Klarinet Archive - Posting 000336.txt from 2000/10

From: Bilwright@-----.net (William Wright)
Subj: Re: [kl] All keys are not the same
Date: Sat, 7 Oct 2000 13:29:44 -0400

<><> Dan Leeson wrote:
And so that I am not accused of wickedness, this is not a flame. This is
a technical discussion.

Agreed!

<><> It seems to me that you characterize one clarinet type as
having the ability to play more "sweetly" than another. I think you may
mean that you prefer one over the other (which is perfectly fine with
me) but I cannot even comprehend what you mean by "sweet," a word used
to describe the activity of a different and quite unrelated sense organ.

Instantly we are back in the same old mess as always! If different
parts of the human nervous system and human self-awareness
simultaneously interact with each other and yet can't be used to
describe each other, what 'sense' can we make of anything at all?

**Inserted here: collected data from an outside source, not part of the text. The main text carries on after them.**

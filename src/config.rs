//! Client configuration.
//!
//! Defaults mirror the portal's page-level settings; every knob can be
//! overridden through `PORTAL_*` environment variables (read via dotenvy,
//! so a local `.env` works too).

use std::time::Duration;

/// Configuration for the search client.
#[derive(Debug, Clone)]
pub struct ClientConfig {
    /// Base URL of the portal API.
    pub base_url: String,
    /// Results per page for search requests.
    pub per_page: u32,
    /// HTTP request timeout.
    pub request_timeout: Duration,
    /// Quiescence window for suggestion fetching.
    pub suggest_debounce: Duration,
    /// Minimum interval between collection list loads.
    pub collections_min_interval: Duration,
    /// Login route used for auth redirects.
    pub login_path: String,
    /// Path reported as the redirect return target.
    pub current_path: String,
    /// CSRF token embedded in the served page, if any.
    pub page_csrf_token: Option<String>,
    /// Persisted bearer token, if any.
    pub bearer_token: Option<String>,
    /// Whether the session is already authenticated via server-side cookie.
    pub server_authenticated: bool,
}

impl Default for ClientConfig {
    fn default() -> Self {
        Self {
            base_url: "http://localhost:8000".to_string(),
            per_page: 10,
            request_timeout: Duration::from_secs(10),
            suggest_debounce: Duration::from_millis(300),
            collections_min_interval: Duration::from_secs(2),
            login_path: "/auth/login".to_string(),
            current_path: "/search".to_string(),
            page_csrf_token: None,
            bearer_token: None,
            server_authenticated: false,
        }
    }
}

impl ClientConfig {
    /// Load config from environment variables.
    pub fn from_env() -> Self {
        let mut cfg = Self::default();

        if let Ok(url) = dotenvy::var("PORTAL_BASE_URL") {
            cfg.base_url = url.trim_end_matches('/').to_string();
        }

        if let Ok(val) = dotenvy::var("PORTAL_PER_PAGE")
            && let Ok(n) = val.parse::<u32>()
            && n > 0
        {
            cfg.per_page = n;
        }

        if let Ok(val) = dotenvy::var("PORTAL_TIMEOUT_MS")
            && let Ok(ms) = val.parse::<u64>()
        {
            cfg.request_timeout = Duration::from_millis(ms);
        }

        if let Ok(val) = dotenvy::var("PORTAL_SUGGEST_DEBOUNCE_MS")
            && let Ok(ms) = val.parse::<u64>()
        {
            cfg.suggest_debounce = Duration::from_millis(ms);
        }

        if let Ok(val) = dotenvy::var("PORTAL_COLLECTIONS_INTERVAL_MS")
            && let Ok(ms) = val.parse::<u64>()
        {
            cfg.collections_min_interval = Duration::from_millis(ms);
        }

        if let Ok(token) = dotenvy::var("PORTAL_CSRF_TOKEN") {
            cfg.page_csrf_token = Some(token);
        }

        if let Ok(token) = dotenvy::var("PORTAL_AUTH_TOKEN") {
            cfg.bearer_token = Some(token);
        }

        if let Ok(val) = dotenvy::var("PORTAL_SERVER_AUTH") {
            cfg.server_authenticated = val.eq_ignore_ascii_case("true") || val == "1";
        }

        cfg
    }
}

#[cfg(test)]
mod tests {
    use super::*;
    use serial_test::serial;

    #[test]
    fn defaults_match_portal_settings() {
        let cfg = ClientConfig::default();
        assert_eq!(cfg.per_page, 10);
        assert_eq!(cfg.suggest_debounce, Duration::from_millis(300));
        assert_eq!(cfg.collections_min_interval, Duration::from_secs(2));
        assert_eq!(cfg.login_path, "/auth/login");
        assert!(!cfg.server_authenticated);
    }

    #[test]
    #[serial]
    fn env_overrides_apply() {
        unsafe {
            std::env::set_var("PORTAL_BASE_URL", "https://portal.example.org/");
            std::env::set_var("PORTAL_PER_PAGE", "25");
            std::env::set_var("PORTAL_SERVER_AUTH", "true");
        }

        let cfg = ClientConfig::from_env();
        assert_eq!(cfg.base_url, "https://portal.example.org");
        assert_eq!(cfg.per_page, 25);
        assert!(cfg.server_authenticated);

        unsafe {
            std::env::remove_var("PORTAL_BASE_URL");
            std::env::remove_var("PORTAL_PER_PAGE");
            std::env::remove_var("PORTAL_SERVER_AUTH");
        }
    }

    #[test]
    #[serial]
    fn invalid_per_page_is_ignored() {
        unsafe {
            std::env::set_var("PORTAL_PER_PAGE", "0");
        }
        let cfg = ClientConfig::from_env();
        assert_eq!(cfg.per_page, 10);
        unsafe {
            std::env::remove_var("PORTAL_PER_PAGE");
        }
    }
}
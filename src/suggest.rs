//! Debounced query suggestions.
//!
//! Cancel-and-replace semantics via a generation counter: each keystroke
//! bumps the generation, sleeps out the quiescence window, and only the
//! call still holding the newest generation fetches. In-flight fetches
//! are never cancelled; stale pending timers simply lose the generation
//! check. Timing is `tokio::time`, so tests run under a paused clock.

use std::sync::Arc;
use std::sync::atomic::{AtomicU64, Ordering};
use std::time::Duration;

use tracing::{debug, warn};

use crate::config::ClientConfig;
use crate::model::{Category, SuggestResponse, Suggestion};
use crate::tokens::TokenStore;
use crate::transport::{ApiTransport, routes};
use crate::view::SuggestView;

/// Queries shorter than this never hit the network.
const MIN_QUERY_LEN: usize = 2;

pub struct SuggestionController<T: ApiTransport, V: SuggestView> {
    transport: Arc<T>,
    tokens: Arc<TokenStore<T>>,
    view: Arc<V>,
    window: Duration,
    generation: AtomicU64,
}

impl<T: ApiTransport, V: SuggestView> SuggestionController<T, V> {
    pub fn new(transport: Arc<T>, tokens: Arc<TokenStore<T>>, view: Arc<V>, cfg: &ClientConfig) -> Self {
        Self {
            transport,
            tokens,
            view,
            window: cfg.suggest_debounce,
            generation: AtomicU64::new(0),
        }
    }

    /// Handle one keystroke worth of input. Queries under two characters
    /// hide the suggestion display immediately; longer ones fetch after
    /// the quiescence window unless superseded by a newer keystroke.
    pub async fn on_input(&self, query: &str, category: Category) {
        let query = query.trim().to_string();
        let generation = self.generation.fetch_add(1, Ordering::SeqCst) + 1;

        if query.chars().count() < MIN_QUERY_LEN {
            self.view.hide_suggestions();
            return;
        }

        tokio::time::sleep(self.window).await;
        if self.generation.load(Ordering::SeqCst) != generation {
            debug!(query = %query, "suggestion fetch superseded");
            return;
        }

        self.fetch_suggestions(&query, category).await;
    }

    /// Fetch and publish suggestions for the query. Empty lists and all
    /// failures hide the display; failures are logged, never surfaced.
    pub async fn fetch_suggestions(&self, query: &str, category: Category) {
        // The catch-all tab has no concrete suggestion source.
        let collection_type = match category {
            Category::All => Category::ScientificPaper,
            other => other,
        };

        let path = format!(
            "{}?q={}&collection_type={}",
            routes::SUGGEST,
            urlencoding::encode(query),
            urlencoding::encode(collection_type.as_str()),
        );

        let resp = match self.transport.get(&path, &self.tokens.headers()).await {
            Ok(resp) if resp.is_success() => resp,
            Ok(resp) => {
                warn!(status = resp.status, "suggestion fetch: non-OK status");
                self.view.hide_suggestions();
                return;
            }
            Err(e) => {
                warn!("suggestion fetch failed: {e}");
                self.view.hide_suggestions();
                return;
            }
        };

        match resp.json::<SuggestResponse>() {
            Ok(SuggestResponse { suggestions }) if !suggestions.is_empty() => {
                debug!(count = suggestions.len(), "suggestions rendered");
                self.view.render_suggestions(&suggestions);
            }
            Ok(_) => self.view.hide_suggestions(),
            Err(e) => {
                warn!("suggestion fetch: parse failed: {e}");
                self.view.hide_suggestions();
            }
        }
    }

    /// Accept a suggestion: the display is hidden and the chosen text is
    /// returned for the caller to place in the input and search with.
    pub fn select(&self, suggestion: &Suggestion) -> String {
        self.generation.fetch_add(1, Ordering::SeqCst);
        self.view.hide_suggestions();
        suggestion.text.clone()
    }
}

<><> I disagree completely with your expressed notion that one
clarinet is selected over the other by a composer because of the
character of its sound, no matter by what words you chose to describe
that sound ("sweet" for example).
I'm caught off guard here, Dan, and somewhat astonished. Spectral
measurements show (so far as I have read, such as the graphs in Benade)
that there are reproducible differences in the overtone ratios of
variously tuned clarinets, such as A vs. Bb.

<><> but what would allow you to conclude that underlying all of
these reasons is the issue of overall pleasantness of sound character of
one such instrument over the other, and that this sound character is
based on key selection, or (as you suggested) major/minor mode usage?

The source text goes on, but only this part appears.